Emma Goldman, activist and author, and the last to board the Buford, writing about the experience years later 

Hoover went back to work the next day, eager to continue the plans he had set into motion. 

On the afternoon of December 30, 1919, the chief of the Communist Party of America, Charles E. Ruthenberg, went to lunch in New York with seven of his closest comrades. One of them was an undercover spy whose reports went to the Justice Department marked “Attention–Mr. Hoover.”

On December 31, 1919, Hoover and the Bureau went after over 2,000 Communists, gathered by the Bureau over a period of “six weeks.” 

By that evening, Hoover had obtained about 3,000 warrants, all with a special status that denied “the arrested suspects the right to see a lawyer.”

By January, federal detention centers and jails across the country were packed. Ellis Island was “overflowing” with detained prisoners. 

Newspapers were informed that the raids were conducted under the authority of the Attorney General, with the importance of saving America from the growing and ever-present Communist threat. 

Hoover was convinced “that the Communists might organize secret cells in Mexico, stockpile arms from Germany and Japan, cross the border, and plant the seeds of revolution among black men in the American South.” 

In 1921, Hoover continued growing his list of allies against the Communist threat, all while warning other agencies “in weekly bulletins” that the Reds were burrowing into communities across America. 

Tim Weiner articulates Hoover’s true feelings in ENEMIES, writing: “Hoover would write, later in his life, that the Communist Party’s influence on American life was “virtually nonexistent” in the early 1920s. That was not what he said at the time.

By Spring 1923, Daugherty and Burns were engaging in political espionage against senators “whom the attorney general saw as threats to America.”

Agents were going through mail, tapping phones, and breaking into homes under the belief that “the political movement in the Senate toward American diplomatic recognition of Soviet Russia.”

Justifiable rage erupted after Senator Wheeler and other senators announced they had been victims of politically motivated espionage at the hands of the Bureau.

A few weeks later, the Senate resolved to investigate the Department of Justice, as well as the Bureau of Investigation. 

John H. W. Crim, the chief of the Criminal Division, was a cooperative witness since he was about to retire after nearly 20 years at the Justice Department. 

Crim told the Senate point-blank: “Get rid of this Bureau of Investigation.”

Attorney General Daugherty would eventually be indicted for fraud, but skipped jail time after two deadlocked juries couldn’t come to agreement.

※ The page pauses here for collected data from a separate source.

/// Configuration shared by blob stores
#[derive(Debug, Clone)]
pub struct BlobConfig {
    /// Absolute max size allowed for a single blob (safety guard)
    pub max_blob_bytes: u64,

    /// `Cache-Control: max-age` hint for stores that honour it
    pub cache_control_secs: u64,
}

impl Default for BlobConfig {
    fn default() -> Self {
        Self {
            max_blob_bytes: 50 * 1024 * 1024, // 50MB
            cache_control_secs: 3600,
        }
    }
}

impl BlobConfig {
    /// Create a new config with defaults
    pub fn new() -> Self {
        Self::default()
    }

    /// Set max blob size
    pub fn with_max_blob_bytes(mut self, bytes: u64) -> Self {
        self.max_blob_bytes = bytes;
        self
    }

    /// Set cache-control max age
    pub fn with_cache_control_secs(mut self, secs: u64) -> Self {
        self.cache_control_secs = secs;
        self
    }

    pub fn cache_control_header(&self) -> String {
        format!("max-age={}", self.cache_control_secs)
    }
}
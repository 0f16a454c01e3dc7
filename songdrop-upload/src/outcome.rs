use serde::{Deserialize, Serialize};
use serde_json::json;
use std::fmt;
use thiserror::Error;

use crate::{ErrorKind, MetadataRecord, UploadError};

/// Step of the submission sequence a failure belongs to
#[derive(Debug, Clone, Copy, PartialEq, Eq, Hash, Serialize, Deserialize)]
#[serde(rename_all = "snake_case")]
pub enum Stage {
    Validation,
    AudioUpload,
    ImageUpload,
    MetadataInsert,
}

impl Stage {
    pub fn as_str(&self) -> &'static str {
        match self {
            Stage::Validation => "validation",
            Stage::AudioUpload => "audio_upload",
            Stage::ImageUpload => "image_upload",
            Stage::MetadataInsert => "metadata_insert",
        }
    }
}

impl fmt::Display for Stage {
    fn fmt(&self, f: &mut fmt::Formatter<'_>) -> fmt::Result {
        f.write_str(self.as_str())
    }
}

/// The single result of one `submit` call.
///
/// A failure never implies anything was committed: the metadata record is
/// only written in the success path.
#[derive(Debug)]
pub enum UploadOutcome {
    Success { record: MetadataRecord },
    Failure { stage: Stage, reason: UploadError },
}

/// Owned failure half of an outcome, usable with `?`
#[derive(Error, Debug)]
#[error("{stage} failed: {reason}")]
pub struct UploadFailure {
    pub stage: Stage,
    #[source]
    pub reason: UploadError,
}

impl UploadOutcome {
    pub fn failure<E: Into<UploadError>>(stage: Stage, reason: E) -> Self {
        Self::Failure {
            stage,
            reason: reason.into(),
        }
    }

    pub fn is_success(&self) -> bool {
        matches!(self, Self::Success { .. })
    }

    pub fn record(&self) -> Option<&MetadataRecord> {
        match self {
            Self::Success { record } => Some(record),
            Self::Failure { .. } => None,
        }
    }

    pub fn stage(&self) -> Option<Stage> {
        match self {
            Self::Success { .. } => None,
            Self::Failure { stage, .. } => Some(*stage),
        }
    }

    pub fn reason(&self) -> Option<&UploadError> {
        match self {
            Self::Success { .. } => None,
            Self::Failure { reason, .. } => Some(reason),
        }
    }

    /// Text a caller can show the end user
    pub fn message(&self) -> String {
        match self {
            Self::Success { record } => format!("Uploaded '{}'", record.title),
            Self::Failure { reason, .. } => reason.to_string(),
        }
    }

    /// Whether the caller should clear its input state
    pub fn should_reset_form(&self) -> bool {
        self.is_success()
    }

    pub fn kind(&self) -> Option<ErrorKind> {
        self.reason().map(UploadError::kind)
    }

    /// 201 on success, the failure's status code otherwise
    pub fn status_code(&self) -> u16 {
        self.kind().map_or(201, |k| k.status_code())
    }

    pub fn into_result(self) -> Result<MetadataRecord, UploadFailure> {
        match self {
            Self::Success { record } => Ok(record),
            Self::Failure { stage, reason } => Err(UploadFailure { stage, reason }),
        }
    }

    /// JSON body for transports: the record, or a name/message/code/className
    /// error with the failing stage (and field, for validation) under `data`
    pub fn to_json(&self) -> serde_json::Value {
        match self {
            Self::Success { record } => json!({ "record": record }),
            Self::Failure { stage, reason } => {
                let kind = reason.kind();
                let mut data = json!({ "stage": stage });
                if let Some(validation) = reason.as_validation() {
                    data["field"] = json!(validation.field());
                }
                json!({
                    "name": kind.name(),
                    "message": reason.to_string(),
                    "code": kind.status_code(),
                    "className": kind.class_name(),
                    "data": data,
                })
            }
        }
    }
}
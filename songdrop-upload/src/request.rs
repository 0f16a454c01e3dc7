use serde::{Deserialize, Serialize};
use songdrop_blob::BlobPayload;
use std::fmt;

/// Authenticated owner of a submission, supplied by the caller context
#[derive(Debug, Clone, PartialEq, Eq, Hash, Serialize, Deserialize)]
pub struct OwnerId(pub String);

impl OwnerId {
    pub fn new<S: Into<String>>(id: S) -> Self {
        Self(id.into())
    }

    pub fn as_str(&self) -> &str {
        &self.0
    }
}

impl fmt::Display for OwnerId {
    fn fmt(&self, f: &mut fmt::Formatter<'_>) -> fmt::Result {
        write!(f, "{}", self.0)
    }
}

/// One submission attempt: two artifacts plus descriptive metadata.
///
/// Immutable once built. A retry builds a fresh request.
#[derive(Debug, Clone)]
pub struct UploadRequest {
    owner: Option<OwnerId>,
    title: String,
    author: String,
    audio: Option<BlobPayload>,
    image: Option<BlobPayload>,
}

impl UploadRequest {
    pub fn builder() -> UploadRequestBuilder {
        UploadRequestBuilder::default()
    }

    pub fn owner(&self) -> Option<&OwnerId> {
        self.owner.as_ref()
    }

    pub fn title(&self) -> &str {
        &self.title
    }

    pub fn author(&self) -> &str {
        &self.author
    }

    pub fn audio(&self) -> Option<&BlobPayload> {
        self.audio.as_ref()
    }

    pub fn image(&self) -> Option<&BlobPayload> {
        self.image.as_ref()
    }
}

/// Collects form input; nothing is checked until validation
#[derive(Debug, Clone, Default)]
pub struct UploadRequestBuilder {
    owner: Option<OwnerId>,
    title: String,
    author: String,
    audio: Option<BlobPayload>,
    image: Option<BlobPayload>,
}

impl UploadRequestBuilder {
    pub fn owner(mut self, owner: OwnerId) -> Self {
        self.owner = Some(owner);
        self
    }

    pub fn title<S: Into<String>>(mut self, title: S) -> Self {
        self.title = title.into();
        self
    }

    pub fn author<S: Into<String>>(mut self, author: S) -> Self {
        self.author = author.into();
        self
    }

    pub fn audio(mut self, payload: BlobPayload) -> Self {
        self.audio = Some(payload);
        self
    }

    pub fn image(mut self, payload: BlobPayload) -> Self {
        self.image = Some(payload);
        self
    }

    pub fn build(self) -> UploadRequest {
        UploadRequest {
            owner: self.owner,
            title: self.title,
            author: self.author,
            audio: self.audio,
            image: self.image,
        }
    }
}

He only escaped conviction due to the Fifth Amendment protecting individuals from self-incrimination.

On April 8, 1924 Harlan Fiske Stone was chosen as the new Attorney General by President Coolidge, in part from how critical Stone was of the 1920 raids, including his urging to investigate the charges against those being deported and charged.

Stone spent the next several weeks bumping into people all across the Justice Department, taking notes, and asking as many questions as he so desired. 

It was his job to ensure the Justice Department and the Bureau of Investigation didn’t continue its streak of lawlessness and corruption. 

Stone remarked in his notes on how the Justice Department was “in exceedingly bad odor [and] filled with men with bad records … agents engaged in many practices which are brutal and tyrannical in the extreme.”

Attorney General Harlan Stone fired William J. Burns from his position as the director of the Bureau of Investigation, issuing a scorching public statement and judgment on the path he felt the Justice Department had been taking. 

“A secret police system may become a menace to free government and free institutions because it carries with it the possibility of abuses of power which are not always quickly comprehended or understood. The enormous expansion of Federal legislation, both civil and criminal, has made the Bureau of Investigation a necessary instrument of law enforcement. But it is important that its activities be strictly limited to the performance of those functions for which it was created and that its agents themselves be not above the law or beyond its reach.  

The Bureau of Investigation is not concerned with political or other opinions of individuals. It is only concerned with their conduct and then only with such conduct as is forbidden by the laws of the United States. When a police system passes beyond these limits, it is dangerous to the proper administration of justice and to human liberty, which should be our first concern to cherish. Within them it should rightly be a terror to the wrongdoer.”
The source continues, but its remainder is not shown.